Brooks Whetstone turned the letters around to face Sunny. Even in the bar's dim light, he could recognize parallel features: tall, looping first letters, trailing off into infinitesimal obscurity, each letter framing three lines of matching length. Each ‘Sincerely,’ looking similarly so.
“Almost word for word,” Brooks explained as Sunny tried to exhibit interest and brought his nose closer. “What makes Commissioner Rivera hire one man and not the other?”
Sunny made a point of hesitating as he looked from line to line.
“Could it be—wild guess here,” he said, “that he just made an honest personnel decision? Read the letters, but considered qualifications and experience?”

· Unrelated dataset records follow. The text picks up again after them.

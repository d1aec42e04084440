use carnet_core::models::CategoryDraft;
use carnet_core::session::SecurePersistence;

use crate::cli::CategoryCommands;
use crate::commands::common::{format_category_lines, open_context, print_json};
use crate::context::AppContext;
use crate::error::CliError;

pub async fn run_categories(
    command: CategoryCommands,
    global_profile: Option<&str>,
    api_url: Option<&str>,
) -> Result<(), CliError> {
    let context = open_context(global_profile, api_url).await?;
    run_categories_with(&context, command).await
}

pub async fn run_categories_with<P: SecurePersistence>(
    context: &AppContext<P>,
    command: CategoryCommands,
) -> Result<(), CliError> {
    match command {
        CategoryCommands::List { json } => {
            let token = context.require_token("/notes")?;
            let categories = context
                .settle(context.api()?.list_categories(&token).await)
                .await?;
            if json {
                print_json(&categories)?;
            } else if categories.is_empty() {
                println!("No categories yet.");
            } else {
                for line in format_category_lines(&categories) {
                    println!("{line}");
                }
            }
            Ok(())
        }
        CategoryCommands::Add { name, color } => {
            let token = context.require_token("/notes/create")?;
            let draft = CategoryDraft::new(name, color);
            let created = context
                .settle(context.api()?.create_category(&token, &draft).await)
                .await?;
            match created.data {
                Some(category) => {
                    println!("Created category {} ({})", category.name, category.id);
                }
                None => println!("Created category {}", draft.name),
            }
            Ok(())
        }
    }
}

“To shovel shit for Streets and San?”
“Pushing a mower or a plow that's practically as powerful as a tank? You and I should know how to do something as useful.”
Brooks admitted no reaction on his bland, blond face and withdrew another sheaf of paper, tapping the bottom edge against the bar.
“Some people were pleased to let us have a look at this one,” he said, and read again quickly. “‘Dear Barry’—this is to Barry Nygaard of Yello—‘Blah-blah, Peter Mansfield, very exciting, Ninth Congressional District, I ask you to support him. Legal scholar, blah-blah.’ Both Nygaard brothers gave the legal limit to the Mansfield campaign fund.”